Un mandat axé sur la souveraineté et la transition
Selon les discussions rapportées au Conseil des ministres, la résolution 2808 (2025) s’inscrit dans la logique d’une transition progressive et responsable de la MONUSCO, conformément à la volonté exprimée par les autorités congolaises. Le texte met l’accent sur le respect de la souveraineté nationale de la RDC et renforce le principe d’un accompagnement ciblé des Forces armées de la RDC (FARDC), en appui aux priorités définies par le gouvernement congolais.

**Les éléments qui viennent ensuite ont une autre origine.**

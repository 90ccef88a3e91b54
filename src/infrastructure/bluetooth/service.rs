//! Train Remote Service
//!
//! Runs the connection manager and dispatcher on a dedicated Bluetooth
//! thread. The UI talks to it through [`RemoteHandle`]: commands go in over
//! a channel, state comes back through watch receivers and log events.

use crate::domain::models::{
    AppEvent, MessageSeverity, RemoteCommand, SessionSnapshot, StatusMessage, TrainState,
};
use crate::error::Result;
use crate::infrastructure::bluetooth::{
    connection::{ConnectionConfig, ConnectionManager, DiscoveryCanceller},
    dispatcher::CommandDispatcher,
    transport::BleTransport,
};
use std::sync::Arc;
use std::thread::JoinHandle;
use tokio::sync::{mpsc, watch};
use tracing::{error, info};

/// Everything the UI needs to drive the Bluetooth thread
pub struct RemoteHandle {
    pub commands: mpsc::UnboundedSender<RemoteCommand>,
    pub events: mpsc::UnboundedReceiver<AppEvent>,
    pub session: watch::Receiver<SessionSnapshot>,
    pub train: watch::Receiver<TrainState>,
    pub canceller: DiscoveryCanceller,
    pub worker: JoinHandle<()>,
}

/// Main Bluetooth service coordinating the connection and the commands
pub struct TrainRemoteService {
    manager: ConnectionManager,
    dispatcher: CommandDispatcher,
    event_sender: mpsc::UnboundedSender<AppEvent>,
}

impl TrainRemoteService {
    /// Create a new Bluetooth service
    pub fn new(
        transport: Arc<dyn BleTransport>,
        config: ConnectionConfig,
        event_sender: mpsc::UnboundedSender<AppEvent>,
    ) -> Self {
        let manager = ConnectionManager::new(transport, config);
        let dispatcher = CommandDispatcher::new(&manager);
        Self {
            manager,
            dispatcher,
            event_sender,
        }
    }

    /// Start the service on its own thread with a single-threaded runtime.
    pub fn spawn(
        transport: Arc<dyn BleTransport>,
        config: ConnectionConfig,
    ) -> std::io::Result<RemoteHandle> {
        let (event_tx, event_rx) = mpsc::unbounded_channel();
        let (cmd_tx, cmd_rx) = mpsc::unbounded_channel();

        let service = Self::new(transport, config, event_tx);
        let session = service.manager.subscribe();
        let train = service.dispatcher.subscribe();
        let canceller = service.manager.canceller();

        let rt = tokio::runtime::Builder::new_current_thread()
            .enable_all()
            .build()?;
        let worker = std::thread::Builder::new()
            .name("bluetooth".to_string())
            .spawn(move || rt.block_on(service.run(cmd_rx)))?;

        Ok(RemoteHandle {
            commands: cmd_tx,
            events: event_rx,
            session,
            train,
            canceller,
            worker,
        })
    }

    /// Execute commands one at a time until the UI hangs up, then close
    /// the link.
    pub async fn run(mut self, mut commands: mpsc::UnboundedReceiver<RemoteCommand>) {
        info!("Bluetooth service started");
        while let Some(cmd) = commands.recv().await {
            self.handle(cmd).await;
        }

        info!("Command channel closed, releasing the link");
        self.manager.disconnect().await;
    }

    pub async fn handle(&mut self, cmd: RemoteCommand) {
        match cmd {
            RemoteCommand::Connect => match self.manager.connect().await {
                Ok(device) => self.send_log(
                    format!("Connected to {}", device.name),
                    MessageSeverity::Success,
                ),
                // Shown on the connect screen via SessionSnapshot::last_error
                Err(e) => error!("Connect request failed: {}", e),
            },
            RemoteCommand::Disconnect => {
                self.manager.disconnect().await;
                self.send_log("Disconnected from the train", MessageSeverity::Info);
            }
            RemoteCommand::ClearError => self.manager.clear_error(),
            RemoteCommand::SetSpeed(speed) => {
                let result = self.dispatcher.set_train_speed(speed).await;
                self.report("speed", result);
            }
            RemoteCommand::SetDirection(direction) => {
                let result = self.dispatcher.set_train_direction(direction).await;
                self.report("direction", result);
            }
            RemoteCommand::SetLightMode(mode) => {
                let result = self.dispatcher.set_light_mode(mode).await;
                self.report("light mode", result);
            }
            RemoteCommand::SetLightColor(color) => {
                let result = self.dispatcher.set_light_color(&color).await;
                self.report("light colour", result);
            }
            RemoteCommand::SetBrightness(brightness) => {
                let result = self.dispatcher.set_light_brightness(brightness).await;
                self.report("brightness", result);
            }
            RemoteCommand::SetWcDoor(open) => {
                let result = self.dispatcher.set_wc_door(open).await;
                self.report("door", result);
            }
            RemoteCommand::ToggleWcDoor => {
                let result = self.dispatcher.toggle_wc_door().await;
                self.report("door", result);
            }
        }
    }

    fn report(&self, what: &str, result: Result<()>) {
        if let Err(e) = result {
            error!("Failed to set {}: {}", what, e);
            self.send_log(format!("Failed to set {}: {}", what, e), MessageSeverity::Error);
        }
    }

    /// Send a log message
    fn send_log(&self, message: impl Into<String>, severity: MessageSeverity) {
        let _ = self.event_sender.send(AppEvent::LogMessage(StatusMessage {
            message: message.into(),
            severity,
        }));
    }
}

#[cfg(test)]
mod tests {
    use super::*;
    use crate::domain::models::{ConnectionStatus, Direction, LightMode};
    use crate::infrastructure::bluetooth::connection::tests::transport_with;
    use crate::infrastructure::bluetooth::transport::{MockBleChannel, MockBleTransport};
    use tokio::sync::oneshot;

    fn drain(events: &mut mpsc::UnboundedReceiver<AppEvent>) -> Vec<StatusMessage> {
        let mut messages = Vec::new();
        while let Ok(AppEvent::LogMessage(msg)) = events.try_recv() {
            messages.push(msg);
        }
        messages
    }

    #[tokio::test]
    async fn test_commands_reach_the_module() {
        let mut channel = MockBleChannel::new();
        channel.expect_write().times(3).returning(|_| Ok(()));
        channel.expect_disconnect().times(1).returning(|| Ok(()));
        let (_lose_link, link_lost) = oneshot::channel();
        let transport = transport_with(channel, link_lost);

        let (event_tx, mut event_rx) = mpsc::unbounded_channel();
        let mut service =
            TrainRemoteService::new(Arc::new(transport), ConnectionConfig::default(), event_tx);
        let session = service.manager.subscribe();
        let train = service.dispatcher.subscribe();

        service.handle(RemoteCommand::Connect).await;
        assert_eq!(session.borrow().status, ConnectionStatus::Connected);

        service.handle(RemoteCommand::SetSpeed(55)).await;
        service
            .handle(RemoteCommand::SetDirection(Direction::Reverse))
            .await;
        service
            .handle(RemoteCommand::SetLightMode(LightMode::Sunset))
            .await;

        {
            let state = train.borrow();
            assert_eq!(state.speed, 55);
            assert_eq!(state.direction, Direction::Reverse);
            assert_eq!(state.light_mode, LightMode::Sunset);
        }

        service.handle(RemoteCommand::Disconnect).await;
        assert_eq!(session.borrow().status, ConnectionStatus::Disconnected);

        let messages = drain(&mut event_rx);
        assert_eq!(messages.len(), 2);
        assert_eq!(messages[0].severity, MessageSeverity::Success);
    }

    #[tokio::test]
    async fn test_failed_command_is_reported() {
        let mut transport = MockBleTransport::new();
        transport.expect_is_available().never();
        let (event_tx, mut event_rx) = mpsc::unbounded_channel();
        let mut service =
            TrainRemoteService::new(Arc::new(transport), ConnectionConfig::default(), event_tx);

        service.handle(RemoteCommand::ToggleWcDoor).await;
        service
            .handle(RemoteCommand::SetLightColor("gold".to_string()))
            .await;

        let messages = drain(&mut event_rx);
        assert_eq!(messages.len(), 2);
        assert!(messages
            .iter()
            .all(|m| m.severity == MessageSeverity::Error));
        assert_eq!(
            messages[0].message,
            "Failed to set door: Not connected to the train"
        );
        assert!(!service.dispatcher.state().wc_door_open);
    }

    #[tokio::test]
    async fn test_connect_error_lands_in_session() {
        let mut transport = MockBleTransport::new();
        transport.expect_is_available().returning(|| false);
        let (event_tx, _event_rx) = mpsc::unbounded_channel();
        let mut service =
            TrainRemoteService::new(Arc::new(transport), ConnectionConfig::default(), event_tx);

        service.handle(RemoteCommand::Connect).await;
        assert_eq!(
            service.manager.snapshot().last_error.as_deref(),
            Some("Bluetooth is not available on this computer")
        );

        service.handle(RemoteCommand::ClearError).await;
        assert_eq!(service.manager.snapshot().last_error, None);
    }

    #[tokio::test]
    async fn test_run_releases_link_when_ui_hangs_up() {
        let mut channel = MockBleChannel::new();
        channel.expect_disconnect().times(1).returning(|| Ok(()));
        let (_lose_link, link_lost) = oneshot::channel();
        let transport = transport_with(channel, link_lost);

        let (event_tx, _event_rx) = mpsc::unbounded_channel();
        let service =
            TrainRemoteService::new(Arc::new(transport), ConnectionConfig::default(), event_tx);
        let session = service.manager.subscribe();

        let (cmd_tx, cmd_rx) = mpsc::unbounded_channel();
        cmd_tx.send(RemoteCommand::Connect).unwrap();
        drop(cmd_tx);
        service.run(cmd_rx).await;

        assert_eq!(session.borrow().status, ConnectionStatus::Disconnected);
    }

    #[test]
    fn test_spawned_worker_stops_with_the_ui() {
        let handle = TrainRemoteService::spawn(
            Arc::new(crate::infrastructure::bluetooth::transport::UnsupportedTransport),
            ConnectionConfig::default(),
        )
        .unwrap();

        let RemoteHandle {
            commands,
            mut session,
            worker,
            ..
        } = handle;
        commands.send(RemoteCommand::Connect).unwrap();

        let rt = tokio::runtime::Builder::new_current_thread()
            .enable_all()
            .build()
            .unwrap();
        rt.block_on(session.wait_for(|s| s.last_error.is_some()))
            .unwrap();

        drop(commands);
        worker.join().unwrap();
    }
}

Dialogue constant entre Kinshasa et les Nations Unies
Le Conseil des ministres a également relevé l’importance du dialogue permanent entre la RDC et les Nations Unies afin d’assurer une mise en œuvre cohérente du mandat de la MONUSCO, tenant compte des attentes de la population congolaise et des réalités du terrain. Les autorités congolaises ont réaffirmé leur engagement à travailler avec les partenaires internationaux pour parvenir à une stabilisation durable, tout en poursuivant les réformes du secteur de la sécurité et le renforcement de l’autorité de l’État dans les zones affectées par l’insécurité.
Une question toujours sensible dans l’opinion publique
La présence de la MONUSCO demeure un sujet sensible au sein de l’opinion publique congolaise. Si certains saluent son rôle dans la protection des civils, d’autres appellent à une accélération de son retrait. Le gouvernement affirme, pour sa part, privilégier une approche graduelle, basée sur l’évolution de la situation sécuritaire et la montée en puissance des forces nationales. La prorogation du mandat jusqu’en décembre 2026 ouvre ainsi une nouvelle phase de coopération entre la RDC et les Nations Unies, avec pour objectif affiché de consolider les acquis sécuritaires et de préparer les conditions d’une transition réussie.